Both of Haaland’s parents served in the US military, her dad in the Marines and her mom in the Navy. Like many military kids, Deb and her four siblings grew up living all around the United States. Her father served in the Marines during Vietnam and was awarded a Silver Star Medal as a hero who saved the lives of some of his fellow Marines. He is buried with full military honors in the famed Arlington National Cemetery. The diverse experiences she had growing up in various locations across the country and sometimes on a Native American reservation, and other times in a boxcar in Arizona, gave her insight and perspectives on the country’s strengths and challenges that have prepared her to serve her Native American community, her state and the country as a whole.
Her election victory is even more meaningful in light of where she comes from. New Mexico was the last state to enfranchise Native Americans, not granting the right to vote to Native Americans until 1962.
“Seventy years ago, Native Americans right here in New Mexico couldn’t vote,” Haaland told supporters at a recent rally. “Growing up in my mother’s pueblo household and as a 35th generation New Mexican, I never imagined a world where I would be represented by someone who looks like me.”
Haaland has a progressive platform and is setting out to focus on issues that effect Native Americans. Violence against women, environmental issues, education and healthcare are a few of her top priorities. She has already been vocal about immigration issues and her opposition to the racially charged remarks made by President Trump about presidential candidate Elizabeth Warren.
When Trump referenced the Wounded Knee massacre of 1890 as a stab at Warren, Haaland responded, “That was such a dark part of American history. Over 300 men, women and children were killed, and it’s nothing to joke about. He just has the worst, worst, worst taste. Doesn’t know our history. It was appalling.”
Before running for Congress, Deb worked on dozens of local and state campaigns.

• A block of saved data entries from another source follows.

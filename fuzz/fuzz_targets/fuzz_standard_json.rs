#![no_main]

use libfuzzer_sys::fuzz_target;
use solbuild::domain::value_objects::RecordLayout;
use solbuild::infrastructure::compiler::standard_json::parse_output;

fuzz_target!(|data: &[u8]| {
    // Arbitrary compiler stdout must produce an error, never a panic
    let _ = parse_output(data, RecordLayout::Legacy);
    let _ = parse_output(data, RecordLayout::Standard);
});
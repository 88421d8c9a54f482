//! Contract record layout

use serde::{Deserialize, Serialize};

/// Shape of the contract records written to artifacts
#[derive(Debug, Clone, Copy, PartialEq, Eq, Default, Serialize, Deserialize)]
#[serde(rename_all = "lowercase")]
pub enum RecordLayout {
    /// Flat combined layout: `interface`, `bytecode`, `runtimeBytecode`, ...
    #[default]
    Legacy,
    /// Contract entry exactly as the compiler's standard-JSON output has it
    Standard,
}
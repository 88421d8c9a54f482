//! Domain Ports (Interfaces)
//!
//! These traits define the boundaries of the domain layer.
//! Infrastructure layer provides concrete implementations.

pub mod compiler;
pub mod file_system;

pub use compiler::{Compiler, CompilerError};
pub use file_system::{FileSystem, FsError, FsResult};

#[cfg(test)]
pub use compiler::FakeCompiler;
#[cfg(test)]
pub use file_system::MockFileSystem;
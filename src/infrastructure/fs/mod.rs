//! File System Implementations
//!
//! Concrete implementations of the FileSystem port.

mod local;

pub use local::{atomic_write, LocalFs};
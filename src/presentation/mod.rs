//! Presentation Layer
//!
//! This layer handles:
//! - CLI argument parsing (via clap)
//! - Creating use cases with infrastructure dependencies
//! - Output formatting (text/JSON)
//!
//! ## Usage
//!
//! ```ignore
//! use solbuild::presentation::factory;
//!
//! let use_case = factory::create_build_use_case(&config);
//! let report = use_case.execute(&config.build_options(&cwd))?;
//! ```

pub mod cli;
pub mod factory;
pub mod output;

pub use cli::Cli;
pub use factory::create_build_use_case;
pub use output::{create_renderer, BuildRenderer, JsonRenderer, OutputFormat, TextRenderer};
//! Build Module
//!
//! Orchestrates the compile-and-emit flow.
//!
//! ## Structure
//!
//! - `options` - Input paths and artifact format (`BuildOptions`)
//! - `result` - Outcome of a successful build (`BuildReport`)
//! - `use_case` - Pipeline stages (`BuildUseCase`)
//!
//! ## Usage
//!
//! ```ignore
//! use solbuild::application::build::{BuildOptions, BuildUseCase};
//!
//! let use_case = BuildUseCase::new(compiler, fs);
//! let report = use_case.execute(&BuildOptions::new("contracts/Campaign.sol", "build"))?;
//! ```

mod options;
mod result;
mod use_case;

pub use options::BuildOptions;
pub use result::BuildReport;
pub use use_case::BuildUseCase;
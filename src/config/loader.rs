//! Configuration loading

use std::fs;
use std::path::{Path, PathBuf};

use crate::domain::value_objects::ConfigWarning;
use crate::error::{BuildError, BuildResult};

use super::types::Config;

/// Project config file looked up in the working directory
pub const PROJECT_CONFIG_FILE: &str = "solbuild.toml";

/// A config together with where it came from and what was ignored
#[derive(Debug, Clone, Default, PartialEq, Eq)]
pub struct LoadedConfig {
    pub config: Config,
    /// File the config was read from; `None` means built-in defaults
    pub file: Option<PathBuf>,
    pub warnings: Vec<ConfigWarning>,
}

/// Load configuration and collect non-fatal warnings (e.g. unknown keys).
pub fn load_with_warnings(path: &Path) -> BuildResult<(Config, Vec<ConfigWarning>)> {
    let content = fs::read_to_string(path)?;

    let mut unknown_paths: Vec<String> = Vec::new();
    let deserializer = toml::de::Deserializer::new(&content);

    let config: Config = serde_ignored::deserialize(deserializer, |p| {
        unknown_paths.push(p.to_string());
    })
    .map_err(|e| BuildError::InvalidConfig {
        file: path.to_path_buf(),
        message: e.to_string().trim_end().to_string(),
    })?;

    let warnings = unknown_paths
        .into_iter()
        .map(|path_str| {
            let key = path_str
                .split('.')
                .next_back()
                .unwrap_or(path_str.as_str())
                .to_string();
            ConfigWarning {
                key: key.clone(),
                file: path.to_path_buf(),
                line: find_line_number(&content, &key),
                suggestion: suggest_key(&key),
            }
        })
        .collect();

    Ok((config, warnings))
}

/// Resolve the project config
///
/// An explicit path must exist. Without one, `solbuild.toml` in `root` is
/// used when present, otherwise built-in defaults.
pub fn load_project(root: &Path, explicit: Option<&Path>) -> BuildResult<LoadedConfig> {
    let path = match explicit {
        Some(path) => {
            let path = root.join(path);
            if !path.is_file() {
                return Err(BuildError::ConfigNotFound { path });
            }
            path
        }
        None => {
            let path = root.join(PROJECT_CONFIG_FILE);
            if !path.is_file() {
                return Ok(LoadedConfig::default());
            }
            path
        }
    };

    let (config, warnings) = load_with_warnings(&path)?;
    Ok(LoadedConfig {
        config,
        file: Some(path),
        warnings,
    })
}

fn find_line_number(content: &str, needle: &str) -> Option<usize> {
    content
        .lines()
        .position(|line| line.contains(needle))
        .map(|i| i + 1)
}

fn suggest_key(unknown: &str) -> Option<String> {
    const CANDIDATES: &[&str] = &[
        "paths", "source", "out_dir", "compiler", "solc", "optimize", "runs", "layout", "output",
        "pretty", "unicode",
    ];

    let mut best: Option<(&str, usize)> = None;
    for candidate in CANDIDATES {
        let dist = levenshtein(unknown, candidate);
        best = match best {
            None => Some((candidate, dist)),
            Some((_, best_dist)) if dist < best_dist => Some((candidate, dist)),
            Some(current) => Some(current),
        };
    }

    match best {
        Some((candidate, dist)) if dist <= 2 => Some(candidate.to_string()),
        _ => None,
    }
}

fn levenshtein(a: &str, b: &str) -> usize {
    if a == b {
        return 0;
    }

    let a_bytes = a.as_bytes();
    let b_bytes = b.as_bytes();

    let mut prev: Vec<usize> = (0..=b_bytes.len()).collect();
    let mut curr = vec![0usize; b_bytes.len() + 1];

    for (i, &ac) in a_bytes.iter().enumerate() {
        curr[0] = i + 1;
        for (j, &bc) in b_bytes.iter().enumerate() {
            let cost = if ac == bc { 0 } else { 1 };
            curr[j + 1] = (prev[j + 1] + 1).min(curr[j] + 1).min(prev[j] + cost);
        }
        prev.clone_from_slice(&curr);
    }

    prev[b_bytes.len()]
}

She also worked on Barack Obama’s re-election campaign and served as chair of New Mexico’s Democratic Party. She has done great work to mobilize underrepresented people to vote.
Haaland majored in English at the University of New Mexico and later went to UNM law school. Deb is a single mom to a 24 year old daughter, Somah. Rather than pursuing a traditional 9-5 job, she started her own business producing salsa in 1995 so that she could support herself and Somah, and not need to put Somah in day care. Somah has become a young political activist herself. When she has time for hobbies, Deb enjoys gourmet cooking and running marathons.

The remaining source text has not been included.